- **Exercise aim**: Scan the data, and whenever a line contains "CreateNoteRequest", copy it.

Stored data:
┌────────
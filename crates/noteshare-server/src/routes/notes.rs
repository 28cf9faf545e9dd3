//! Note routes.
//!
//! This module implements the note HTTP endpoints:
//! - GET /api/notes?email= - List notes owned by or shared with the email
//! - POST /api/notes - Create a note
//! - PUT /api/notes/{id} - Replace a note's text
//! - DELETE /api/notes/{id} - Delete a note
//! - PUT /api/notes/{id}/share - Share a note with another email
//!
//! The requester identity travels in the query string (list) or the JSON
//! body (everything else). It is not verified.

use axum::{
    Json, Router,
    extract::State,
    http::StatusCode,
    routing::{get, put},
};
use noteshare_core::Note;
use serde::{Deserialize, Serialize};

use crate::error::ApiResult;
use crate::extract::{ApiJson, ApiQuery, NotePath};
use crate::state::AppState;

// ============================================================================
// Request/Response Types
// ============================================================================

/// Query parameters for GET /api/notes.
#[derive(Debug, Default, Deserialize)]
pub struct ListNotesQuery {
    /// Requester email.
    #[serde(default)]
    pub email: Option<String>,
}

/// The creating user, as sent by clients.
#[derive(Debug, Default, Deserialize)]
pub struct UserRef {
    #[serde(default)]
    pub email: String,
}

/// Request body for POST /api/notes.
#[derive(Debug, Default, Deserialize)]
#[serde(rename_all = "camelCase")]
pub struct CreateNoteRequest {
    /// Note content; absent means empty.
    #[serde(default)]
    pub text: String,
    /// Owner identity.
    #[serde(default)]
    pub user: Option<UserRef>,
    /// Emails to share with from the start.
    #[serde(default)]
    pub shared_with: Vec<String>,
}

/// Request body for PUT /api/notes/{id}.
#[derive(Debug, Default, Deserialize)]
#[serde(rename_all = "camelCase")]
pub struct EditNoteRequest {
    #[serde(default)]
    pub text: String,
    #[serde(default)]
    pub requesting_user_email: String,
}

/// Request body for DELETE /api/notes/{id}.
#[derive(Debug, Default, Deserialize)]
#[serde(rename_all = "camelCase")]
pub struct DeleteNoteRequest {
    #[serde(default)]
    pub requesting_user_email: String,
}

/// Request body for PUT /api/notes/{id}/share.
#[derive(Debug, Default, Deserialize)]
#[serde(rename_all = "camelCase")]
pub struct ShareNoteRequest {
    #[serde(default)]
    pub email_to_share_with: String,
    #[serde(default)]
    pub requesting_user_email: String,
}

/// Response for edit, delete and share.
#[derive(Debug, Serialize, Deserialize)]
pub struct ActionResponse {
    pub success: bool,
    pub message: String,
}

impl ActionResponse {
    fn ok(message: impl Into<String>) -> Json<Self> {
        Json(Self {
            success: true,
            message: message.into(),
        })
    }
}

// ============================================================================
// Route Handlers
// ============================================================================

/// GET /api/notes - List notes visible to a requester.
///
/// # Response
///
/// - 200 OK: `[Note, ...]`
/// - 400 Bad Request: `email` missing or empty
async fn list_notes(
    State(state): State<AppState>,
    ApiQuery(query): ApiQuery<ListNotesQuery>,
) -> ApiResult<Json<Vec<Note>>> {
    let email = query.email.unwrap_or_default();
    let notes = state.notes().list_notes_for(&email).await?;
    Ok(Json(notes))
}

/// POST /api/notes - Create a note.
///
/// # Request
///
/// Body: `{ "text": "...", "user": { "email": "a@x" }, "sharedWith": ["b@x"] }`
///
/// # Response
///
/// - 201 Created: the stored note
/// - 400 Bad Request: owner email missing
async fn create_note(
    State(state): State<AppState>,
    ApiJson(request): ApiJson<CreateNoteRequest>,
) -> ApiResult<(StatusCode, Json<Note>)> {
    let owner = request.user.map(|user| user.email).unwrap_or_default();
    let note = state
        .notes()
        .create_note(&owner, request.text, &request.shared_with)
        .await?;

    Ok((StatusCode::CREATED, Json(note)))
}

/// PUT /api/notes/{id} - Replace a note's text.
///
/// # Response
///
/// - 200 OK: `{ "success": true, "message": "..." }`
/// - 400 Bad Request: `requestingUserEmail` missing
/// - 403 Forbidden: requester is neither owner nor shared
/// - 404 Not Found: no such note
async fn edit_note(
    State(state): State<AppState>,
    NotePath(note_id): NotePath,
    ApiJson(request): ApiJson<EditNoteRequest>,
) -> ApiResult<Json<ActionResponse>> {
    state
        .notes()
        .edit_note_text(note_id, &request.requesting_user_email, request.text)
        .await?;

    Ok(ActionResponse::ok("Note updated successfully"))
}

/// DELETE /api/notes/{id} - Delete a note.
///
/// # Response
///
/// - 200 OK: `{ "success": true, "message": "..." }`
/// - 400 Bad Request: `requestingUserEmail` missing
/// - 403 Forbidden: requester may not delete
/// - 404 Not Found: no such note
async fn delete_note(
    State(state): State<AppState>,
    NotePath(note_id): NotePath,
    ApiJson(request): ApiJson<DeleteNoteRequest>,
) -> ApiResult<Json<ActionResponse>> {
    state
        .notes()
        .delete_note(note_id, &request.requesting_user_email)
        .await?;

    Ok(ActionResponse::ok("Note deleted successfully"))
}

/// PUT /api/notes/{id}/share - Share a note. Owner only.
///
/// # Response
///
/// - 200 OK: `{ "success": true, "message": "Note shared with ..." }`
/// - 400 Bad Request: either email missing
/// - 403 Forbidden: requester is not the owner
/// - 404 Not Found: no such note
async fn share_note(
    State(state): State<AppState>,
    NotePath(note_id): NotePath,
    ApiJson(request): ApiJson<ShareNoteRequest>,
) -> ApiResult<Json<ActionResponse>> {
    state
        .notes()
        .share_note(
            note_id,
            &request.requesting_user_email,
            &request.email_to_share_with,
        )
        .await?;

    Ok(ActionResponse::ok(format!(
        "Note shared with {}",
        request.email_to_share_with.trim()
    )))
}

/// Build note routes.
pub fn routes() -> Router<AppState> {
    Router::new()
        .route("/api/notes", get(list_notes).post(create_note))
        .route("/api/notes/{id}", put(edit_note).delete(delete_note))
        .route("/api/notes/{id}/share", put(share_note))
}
└────────
┌────────
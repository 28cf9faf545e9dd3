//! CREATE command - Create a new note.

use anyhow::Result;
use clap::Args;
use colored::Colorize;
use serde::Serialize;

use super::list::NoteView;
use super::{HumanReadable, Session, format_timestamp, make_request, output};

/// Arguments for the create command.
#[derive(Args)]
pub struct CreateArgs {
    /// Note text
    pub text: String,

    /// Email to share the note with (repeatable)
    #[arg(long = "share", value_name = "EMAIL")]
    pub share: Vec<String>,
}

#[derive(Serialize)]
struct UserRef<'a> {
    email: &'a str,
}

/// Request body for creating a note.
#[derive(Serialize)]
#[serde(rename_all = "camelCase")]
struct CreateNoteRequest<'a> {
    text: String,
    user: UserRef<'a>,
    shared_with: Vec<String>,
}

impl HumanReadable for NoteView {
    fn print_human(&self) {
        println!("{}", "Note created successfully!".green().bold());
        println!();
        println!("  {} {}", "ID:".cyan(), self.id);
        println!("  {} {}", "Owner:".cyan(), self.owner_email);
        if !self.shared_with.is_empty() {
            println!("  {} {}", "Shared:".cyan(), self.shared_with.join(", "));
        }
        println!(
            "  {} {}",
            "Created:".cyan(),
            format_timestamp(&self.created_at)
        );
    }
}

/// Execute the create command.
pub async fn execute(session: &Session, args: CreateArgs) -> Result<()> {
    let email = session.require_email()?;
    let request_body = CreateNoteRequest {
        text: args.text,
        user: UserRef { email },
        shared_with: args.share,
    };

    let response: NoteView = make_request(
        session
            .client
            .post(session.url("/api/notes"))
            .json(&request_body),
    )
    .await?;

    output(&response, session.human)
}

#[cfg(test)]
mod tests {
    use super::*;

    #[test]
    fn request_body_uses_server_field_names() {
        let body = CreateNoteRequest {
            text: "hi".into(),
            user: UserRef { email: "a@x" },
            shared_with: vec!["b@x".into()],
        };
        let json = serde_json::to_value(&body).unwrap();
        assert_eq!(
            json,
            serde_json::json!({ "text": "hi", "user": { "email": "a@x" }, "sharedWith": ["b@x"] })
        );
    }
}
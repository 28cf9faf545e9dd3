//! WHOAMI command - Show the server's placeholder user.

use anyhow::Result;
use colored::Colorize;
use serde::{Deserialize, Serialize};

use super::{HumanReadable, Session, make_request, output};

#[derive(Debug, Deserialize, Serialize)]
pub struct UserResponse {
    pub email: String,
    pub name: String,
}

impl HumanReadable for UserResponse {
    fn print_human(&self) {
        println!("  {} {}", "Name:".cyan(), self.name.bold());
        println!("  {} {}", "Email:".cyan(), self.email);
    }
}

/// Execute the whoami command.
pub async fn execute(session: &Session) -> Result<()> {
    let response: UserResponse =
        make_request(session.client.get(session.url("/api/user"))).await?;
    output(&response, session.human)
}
└────────
- **Exercise solution**:
pub struct CreateNoteRequest {
    ApiJson(request): ApiJson<CreateNoteRequest>,
struct CreateNoteRequest<'a> {
    let request_body = CreateNoteRequest {
        let body = CreateNoteRequest {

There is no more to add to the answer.